◆ WORK INSTRUCTION
Repeat exactly, and only, the lines of the entries below from the one with "session.stop(true);" through the one with "#[cfg(test)]", both ends included.

◆ DATA EXTRACT
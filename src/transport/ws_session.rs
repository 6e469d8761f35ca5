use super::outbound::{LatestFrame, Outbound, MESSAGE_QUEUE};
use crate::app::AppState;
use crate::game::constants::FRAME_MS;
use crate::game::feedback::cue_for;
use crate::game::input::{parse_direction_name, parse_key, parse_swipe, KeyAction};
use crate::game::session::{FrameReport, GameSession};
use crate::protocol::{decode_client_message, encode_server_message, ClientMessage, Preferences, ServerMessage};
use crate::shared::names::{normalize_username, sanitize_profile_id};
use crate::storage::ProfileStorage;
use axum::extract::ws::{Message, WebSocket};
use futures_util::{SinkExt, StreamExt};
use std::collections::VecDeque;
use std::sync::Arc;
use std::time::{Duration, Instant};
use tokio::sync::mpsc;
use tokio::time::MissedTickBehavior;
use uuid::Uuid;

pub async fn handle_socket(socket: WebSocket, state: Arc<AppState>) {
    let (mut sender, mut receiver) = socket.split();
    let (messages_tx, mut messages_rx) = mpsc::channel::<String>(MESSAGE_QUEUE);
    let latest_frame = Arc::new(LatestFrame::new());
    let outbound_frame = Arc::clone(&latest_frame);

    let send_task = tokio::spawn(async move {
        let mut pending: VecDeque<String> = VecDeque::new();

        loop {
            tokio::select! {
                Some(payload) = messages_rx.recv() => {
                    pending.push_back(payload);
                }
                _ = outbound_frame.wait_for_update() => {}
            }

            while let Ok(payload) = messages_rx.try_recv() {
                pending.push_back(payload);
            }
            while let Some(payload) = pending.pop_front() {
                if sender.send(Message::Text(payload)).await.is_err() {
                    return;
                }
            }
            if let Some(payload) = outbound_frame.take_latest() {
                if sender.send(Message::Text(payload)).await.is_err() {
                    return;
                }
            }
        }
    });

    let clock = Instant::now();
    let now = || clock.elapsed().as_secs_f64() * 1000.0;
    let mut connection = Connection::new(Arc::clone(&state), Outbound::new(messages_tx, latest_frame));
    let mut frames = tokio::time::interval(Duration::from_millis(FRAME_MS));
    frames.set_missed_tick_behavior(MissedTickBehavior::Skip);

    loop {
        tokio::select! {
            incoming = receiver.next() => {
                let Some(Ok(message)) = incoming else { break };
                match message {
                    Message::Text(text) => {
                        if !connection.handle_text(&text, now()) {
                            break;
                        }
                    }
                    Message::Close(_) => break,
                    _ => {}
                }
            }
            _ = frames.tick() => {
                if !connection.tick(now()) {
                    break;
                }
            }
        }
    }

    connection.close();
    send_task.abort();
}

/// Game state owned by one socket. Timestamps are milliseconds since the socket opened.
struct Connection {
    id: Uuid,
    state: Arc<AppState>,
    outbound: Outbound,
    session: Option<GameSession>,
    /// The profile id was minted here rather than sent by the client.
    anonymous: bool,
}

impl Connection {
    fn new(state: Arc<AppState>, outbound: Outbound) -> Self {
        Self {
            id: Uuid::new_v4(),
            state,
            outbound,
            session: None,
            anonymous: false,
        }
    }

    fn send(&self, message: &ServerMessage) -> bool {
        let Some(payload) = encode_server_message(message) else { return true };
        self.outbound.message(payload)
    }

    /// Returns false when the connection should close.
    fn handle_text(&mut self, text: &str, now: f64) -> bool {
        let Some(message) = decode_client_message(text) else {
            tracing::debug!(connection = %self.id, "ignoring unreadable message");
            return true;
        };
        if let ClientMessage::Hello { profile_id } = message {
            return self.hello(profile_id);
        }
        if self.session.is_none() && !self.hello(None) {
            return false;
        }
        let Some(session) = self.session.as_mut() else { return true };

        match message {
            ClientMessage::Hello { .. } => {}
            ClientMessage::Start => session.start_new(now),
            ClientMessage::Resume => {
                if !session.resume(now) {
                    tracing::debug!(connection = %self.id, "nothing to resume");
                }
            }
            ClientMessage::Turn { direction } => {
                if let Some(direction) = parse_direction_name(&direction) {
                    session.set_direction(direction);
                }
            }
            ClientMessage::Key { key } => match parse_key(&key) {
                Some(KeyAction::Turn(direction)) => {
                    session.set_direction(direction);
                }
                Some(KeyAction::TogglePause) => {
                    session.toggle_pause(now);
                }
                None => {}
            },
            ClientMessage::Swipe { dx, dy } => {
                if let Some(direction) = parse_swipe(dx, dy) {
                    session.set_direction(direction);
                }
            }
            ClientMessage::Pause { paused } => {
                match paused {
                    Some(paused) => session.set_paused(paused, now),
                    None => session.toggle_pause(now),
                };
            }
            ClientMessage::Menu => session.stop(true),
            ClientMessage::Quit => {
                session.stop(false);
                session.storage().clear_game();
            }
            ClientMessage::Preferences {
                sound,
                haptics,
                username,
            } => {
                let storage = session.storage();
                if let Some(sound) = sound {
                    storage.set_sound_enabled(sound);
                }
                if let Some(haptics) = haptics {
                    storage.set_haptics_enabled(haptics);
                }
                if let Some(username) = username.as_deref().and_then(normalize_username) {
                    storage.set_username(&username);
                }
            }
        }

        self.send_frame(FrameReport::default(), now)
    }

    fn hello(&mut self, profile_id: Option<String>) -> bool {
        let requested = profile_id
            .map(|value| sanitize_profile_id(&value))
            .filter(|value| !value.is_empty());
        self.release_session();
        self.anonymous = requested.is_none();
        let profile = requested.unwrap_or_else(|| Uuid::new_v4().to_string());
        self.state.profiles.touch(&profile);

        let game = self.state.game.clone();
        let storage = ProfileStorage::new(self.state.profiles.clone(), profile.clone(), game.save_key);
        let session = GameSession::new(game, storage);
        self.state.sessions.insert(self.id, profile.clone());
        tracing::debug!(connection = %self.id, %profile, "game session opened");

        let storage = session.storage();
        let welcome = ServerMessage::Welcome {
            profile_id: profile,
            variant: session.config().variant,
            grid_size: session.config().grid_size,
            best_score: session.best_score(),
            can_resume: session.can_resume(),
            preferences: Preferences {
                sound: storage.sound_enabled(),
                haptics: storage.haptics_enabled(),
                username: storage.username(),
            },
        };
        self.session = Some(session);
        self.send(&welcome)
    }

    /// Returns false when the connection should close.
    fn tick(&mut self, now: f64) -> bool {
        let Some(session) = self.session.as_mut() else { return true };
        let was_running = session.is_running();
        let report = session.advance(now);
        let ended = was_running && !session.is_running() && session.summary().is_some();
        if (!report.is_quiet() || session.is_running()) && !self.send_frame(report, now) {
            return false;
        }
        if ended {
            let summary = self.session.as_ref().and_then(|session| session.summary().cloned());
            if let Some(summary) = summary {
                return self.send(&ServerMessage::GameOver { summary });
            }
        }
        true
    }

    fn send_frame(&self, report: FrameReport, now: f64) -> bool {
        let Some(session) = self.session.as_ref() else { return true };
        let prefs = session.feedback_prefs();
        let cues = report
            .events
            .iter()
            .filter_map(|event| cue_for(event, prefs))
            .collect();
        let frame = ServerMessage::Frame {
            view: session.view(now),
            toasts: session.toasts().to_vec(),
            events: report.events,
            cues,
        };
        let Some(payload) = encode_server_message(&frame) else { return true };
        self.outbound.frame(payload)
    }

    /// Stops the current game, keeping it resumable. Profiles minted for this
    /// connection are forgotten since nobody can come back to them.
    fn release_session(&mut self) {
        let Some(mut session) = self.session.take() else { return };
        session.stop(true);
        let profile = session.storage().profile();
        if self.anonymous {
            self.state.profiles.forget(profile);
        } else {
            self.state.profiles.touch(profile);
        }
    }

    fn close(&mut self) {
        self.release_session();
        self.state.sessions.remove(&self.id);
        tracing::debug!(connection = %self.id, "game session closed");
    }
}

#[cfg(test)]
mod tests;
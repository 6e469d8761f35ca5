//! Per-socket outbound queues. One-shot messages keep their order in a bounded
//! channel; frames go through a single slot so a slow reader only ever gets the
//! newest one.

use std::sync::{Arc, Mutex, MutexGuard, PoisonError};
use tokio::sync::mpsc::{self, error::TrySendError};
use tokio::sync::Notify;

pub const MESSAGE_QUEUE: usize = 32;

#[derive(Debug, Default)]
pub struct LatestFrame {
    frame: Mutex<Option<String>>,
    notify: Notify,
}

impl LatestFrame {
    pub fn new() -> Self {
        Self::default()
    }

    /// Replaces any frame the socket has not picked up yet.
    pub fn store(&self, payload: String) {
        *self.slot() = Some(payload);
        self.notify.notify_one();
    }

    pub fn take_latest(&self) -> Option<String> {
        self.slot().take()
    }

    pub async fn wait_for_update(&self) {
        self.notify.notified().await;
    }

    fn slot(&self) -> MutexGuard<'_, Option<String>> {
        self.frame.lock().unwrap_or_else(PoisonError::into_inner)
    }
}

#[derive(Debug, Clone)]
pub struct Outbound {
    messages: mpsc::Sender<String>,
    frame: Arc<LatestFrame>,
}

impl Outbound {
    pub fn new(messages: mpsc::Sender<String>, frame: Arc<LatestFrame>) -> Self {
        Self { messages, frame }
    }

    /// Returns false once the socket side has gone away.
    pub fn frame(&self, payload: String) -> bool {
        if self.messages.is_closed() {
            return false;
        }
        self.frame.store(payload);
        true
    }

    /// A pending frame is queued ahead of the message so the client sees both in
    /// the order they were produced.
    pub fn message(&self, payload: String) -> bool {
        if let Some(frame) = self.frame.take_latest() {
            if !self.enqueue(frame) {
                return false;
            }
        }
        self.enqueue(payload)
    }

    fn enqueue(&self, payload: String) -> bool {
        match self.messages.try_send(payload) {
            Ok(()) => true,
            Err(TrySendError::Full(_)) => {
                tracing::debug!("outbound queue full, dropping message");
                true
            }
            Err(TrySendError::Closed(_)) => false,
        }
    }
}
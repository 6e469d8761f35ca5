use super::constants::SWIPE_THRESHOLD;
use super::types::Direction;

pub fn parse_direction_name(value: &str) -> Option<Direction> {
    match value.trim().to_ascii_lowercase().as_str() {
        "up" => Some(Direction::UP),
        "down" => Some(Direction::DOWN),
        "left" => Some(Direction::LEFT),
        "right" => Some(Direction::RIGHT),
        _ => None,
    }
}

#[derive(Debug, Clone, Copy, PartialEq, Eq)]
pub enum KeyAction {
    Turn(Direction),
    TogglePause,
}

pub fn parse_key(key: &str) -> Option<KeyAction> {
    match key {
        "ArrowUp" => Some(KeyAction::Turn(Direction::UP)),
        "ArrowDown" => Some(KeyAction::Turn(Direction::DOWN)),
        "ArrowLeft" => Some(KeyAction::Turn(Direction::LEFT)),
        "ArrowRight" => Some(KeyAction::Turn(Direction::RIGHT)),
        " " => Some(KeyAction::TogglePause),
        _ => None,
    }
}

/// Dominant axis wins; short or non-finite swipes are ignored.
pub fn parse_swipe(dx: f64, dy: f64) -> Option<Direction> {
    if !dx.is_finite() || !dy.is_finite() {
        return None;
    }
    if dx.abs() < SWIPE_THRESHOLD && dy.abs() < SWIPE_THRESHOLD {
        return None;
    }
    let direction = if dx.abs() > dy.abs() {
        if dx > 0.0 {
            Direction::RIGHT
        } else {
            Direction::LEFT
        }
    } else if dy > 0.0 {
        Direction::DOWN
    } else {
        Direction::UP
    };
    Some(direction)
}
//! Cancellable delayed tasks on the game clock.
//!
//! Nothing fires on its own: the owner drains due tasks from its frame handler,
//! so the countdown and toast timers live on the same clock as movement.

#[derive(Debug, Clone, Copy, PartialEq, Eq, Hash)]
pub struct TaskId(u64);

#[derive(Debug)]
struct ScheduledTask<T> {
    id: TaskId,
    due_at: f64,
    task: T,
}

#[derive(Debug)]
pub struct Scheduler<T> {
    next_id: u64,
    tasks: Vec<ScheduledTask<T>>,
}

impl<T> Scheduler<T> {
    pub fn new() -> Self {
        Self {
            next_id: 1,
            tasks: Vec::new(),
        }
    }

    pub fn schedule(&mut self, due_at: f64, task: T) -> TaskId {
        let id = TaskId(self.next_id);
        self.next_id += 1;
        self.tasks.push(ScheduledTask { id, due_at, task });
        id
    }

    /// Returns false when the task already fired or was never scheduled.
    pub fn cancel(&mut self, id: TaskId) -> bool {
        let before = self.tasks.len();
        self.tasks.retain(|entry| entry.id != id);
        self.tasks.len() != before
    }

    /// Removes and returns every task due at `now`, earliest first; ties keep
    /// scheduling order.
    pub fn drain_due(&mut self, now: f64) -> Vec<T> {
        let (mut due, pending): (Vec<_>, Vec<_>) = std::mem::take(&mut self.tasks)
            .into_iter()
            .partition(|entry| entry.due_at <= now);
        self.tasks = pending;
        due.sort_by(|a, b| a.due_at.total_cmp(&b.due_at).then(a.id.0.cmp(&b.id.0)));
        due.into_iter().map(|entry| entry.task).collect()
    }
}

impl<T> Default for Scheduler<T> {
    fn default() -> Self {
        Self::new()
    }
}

◆ OUTPUT
        session.stop(true);
        let profile = session.storage().profile();
        if self.anonymous {
            self.state.profiles.forget(profile);
        } else {
            self.state.profiles.touch(profile);
        }
    }

    fn close(&mut self) {
        self.release_session();
        self.state.sessions.remove(&self.id);
        tracing::debug!(connection = %self.id, "game session closed");
    }
}

#[cfg(test)]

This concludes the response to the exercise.